* [Task requirements] Look through the listing below and report every line that contains "PushdownAutomaton".

* [Given records]

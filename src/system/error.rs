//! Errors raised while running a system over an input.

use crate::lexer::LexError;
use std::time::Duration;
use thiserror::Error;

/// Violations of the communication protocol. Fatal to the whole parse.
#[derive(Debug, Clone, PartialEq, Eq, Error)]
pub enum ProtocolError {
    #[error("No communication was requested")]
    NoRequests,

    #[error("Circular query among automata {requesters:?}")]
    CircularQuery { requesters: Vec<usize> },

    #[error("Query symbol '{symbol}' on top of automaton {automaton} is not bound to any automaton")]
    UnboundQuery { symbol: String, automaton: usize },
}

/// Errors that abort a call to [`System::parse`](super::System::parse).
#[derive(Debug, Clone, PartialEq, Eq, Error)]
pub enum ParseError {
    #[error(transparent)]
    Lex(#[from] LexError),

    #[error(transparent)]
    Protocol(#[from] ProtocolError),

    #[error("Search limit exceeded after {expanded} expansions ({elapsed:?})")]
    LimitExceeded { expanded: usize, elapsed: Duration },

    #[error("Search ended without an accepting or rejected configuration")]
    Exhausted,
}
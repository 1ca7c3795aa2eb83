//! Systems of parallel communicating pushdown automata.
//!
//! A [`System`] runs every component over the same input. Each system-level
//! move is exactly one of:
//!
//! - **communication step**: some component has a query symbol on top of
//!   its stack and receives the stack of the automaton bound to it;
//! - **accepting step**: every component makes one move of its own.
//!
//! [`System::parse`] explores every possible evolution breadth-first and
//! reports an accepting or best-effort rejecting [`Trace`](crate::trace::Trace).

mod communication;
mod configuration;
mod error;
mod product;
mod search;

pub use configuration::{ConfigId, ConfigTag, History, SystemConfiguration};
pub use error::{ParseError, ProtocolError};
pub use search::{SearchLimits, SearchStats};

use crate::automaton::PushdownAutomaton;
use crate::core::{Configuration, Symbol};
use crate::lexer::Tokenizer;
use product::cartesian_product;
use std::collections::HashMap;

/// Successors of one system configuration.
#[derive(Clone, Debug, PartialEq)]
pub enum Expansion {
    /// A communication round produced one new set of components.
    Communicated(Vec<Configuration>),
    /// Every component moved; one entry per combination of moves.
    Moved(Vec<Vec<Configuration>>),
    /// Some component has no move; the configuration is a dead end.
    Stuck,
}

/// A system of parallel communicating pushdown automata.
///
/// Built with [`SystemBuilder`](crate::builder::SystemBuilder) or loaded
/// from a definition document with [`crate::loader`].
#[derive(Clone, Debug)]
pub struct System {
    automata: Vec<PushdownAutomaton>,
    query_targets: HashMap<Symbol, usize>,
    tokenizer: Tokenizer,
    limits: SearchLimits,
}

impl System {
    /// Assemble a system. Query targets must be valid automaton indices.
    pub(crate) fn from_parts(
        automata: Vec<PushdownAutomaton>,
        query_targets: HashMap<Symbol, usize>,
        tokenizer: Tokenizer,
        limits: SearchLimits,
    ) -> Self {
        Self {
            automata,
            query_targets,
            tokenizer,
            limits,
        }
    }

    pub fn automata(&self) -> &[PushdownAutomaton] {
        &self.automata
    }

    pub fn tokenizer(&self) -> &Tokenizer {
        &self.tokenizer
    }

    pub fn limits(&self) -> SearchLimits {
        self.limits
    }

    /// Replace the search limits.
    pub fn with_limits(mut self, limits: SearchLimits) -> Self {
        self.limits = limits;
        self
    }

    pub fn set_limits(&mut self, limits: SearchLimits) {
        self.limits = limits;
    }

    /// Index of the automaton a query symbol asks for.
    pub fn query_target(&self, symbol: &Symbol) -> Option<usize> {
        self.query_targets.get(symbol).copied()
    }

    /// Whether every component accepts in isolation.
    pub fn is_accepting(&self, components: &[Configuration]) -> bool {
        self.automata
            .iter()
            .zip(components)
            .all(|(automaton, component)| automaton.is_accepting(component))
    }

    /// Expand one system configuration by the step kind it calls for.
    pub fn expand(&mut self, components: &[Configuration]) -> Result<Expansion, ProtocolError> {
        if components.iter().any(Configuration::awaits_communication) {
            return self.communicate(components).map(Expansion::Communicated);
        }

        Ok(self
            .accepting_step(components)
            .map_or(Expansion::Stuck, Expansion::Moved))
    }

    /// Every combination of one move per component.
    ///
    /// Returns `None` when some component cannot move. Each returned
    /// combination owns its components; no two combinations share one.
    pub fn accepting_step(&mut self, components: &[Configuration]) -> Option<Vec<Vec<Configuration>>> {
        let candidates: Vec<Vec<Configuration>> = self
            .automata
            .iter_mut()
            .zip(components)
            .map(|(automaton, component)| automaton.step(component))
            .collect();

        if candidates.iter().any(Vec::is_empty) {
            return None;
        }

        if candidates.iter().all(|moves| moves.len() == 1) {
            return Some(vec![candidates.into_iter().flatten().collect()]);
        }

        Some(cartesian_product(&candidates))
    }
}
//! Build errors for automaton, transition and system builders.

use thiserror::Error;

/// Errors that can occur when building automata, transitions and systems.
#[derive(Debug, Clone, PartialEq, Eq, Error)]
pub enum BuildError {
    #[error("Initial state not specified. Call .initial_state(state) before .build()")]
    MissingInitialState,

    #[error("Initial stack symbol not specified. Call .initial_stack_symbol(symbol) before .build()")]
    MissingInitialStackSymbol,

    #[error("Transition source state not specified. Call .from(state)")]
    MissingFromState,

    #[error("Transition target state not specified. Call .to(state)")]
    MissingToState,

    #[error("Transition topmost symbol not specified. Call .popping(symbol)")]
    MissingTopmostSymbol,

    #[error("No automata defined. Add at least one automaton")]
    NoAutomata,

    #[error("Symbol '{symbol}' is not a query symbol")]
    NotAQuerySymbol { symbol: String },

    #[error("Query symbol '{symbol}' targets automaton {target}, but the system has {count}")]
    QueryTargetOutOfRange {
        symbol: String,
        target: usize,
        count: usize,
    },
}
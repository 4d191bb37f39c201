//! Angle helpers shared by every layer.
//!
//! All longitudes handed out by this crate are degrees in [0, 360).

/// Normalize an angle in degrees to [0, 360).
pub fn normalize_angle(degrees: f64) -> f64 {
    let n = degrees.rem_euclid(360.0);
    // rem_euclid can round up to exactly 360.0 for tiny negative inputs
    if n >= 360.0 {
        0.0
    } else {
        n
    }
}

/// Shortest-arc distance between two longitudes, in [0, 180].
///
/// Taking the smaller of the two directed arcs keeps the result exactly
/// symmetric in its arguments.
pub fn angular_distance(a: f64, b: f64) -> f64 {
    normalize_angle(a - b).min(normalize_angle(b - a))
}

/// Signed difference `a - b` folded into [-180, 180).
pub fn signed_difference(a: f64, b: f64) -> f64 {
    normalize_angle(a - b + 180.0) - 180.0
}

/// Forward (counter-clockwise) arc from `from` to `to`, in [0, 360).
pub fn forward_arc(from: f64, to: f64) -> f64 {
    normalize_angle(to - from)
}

* [Answer below]
use crate::automaton::PushdownAutomaton;
    automata: Vec<PushdownAutomaton>,
        automata: Vec<PushdownAutomaton>,
    pub fn automata(&self) -> &[PushdownAutomaton] {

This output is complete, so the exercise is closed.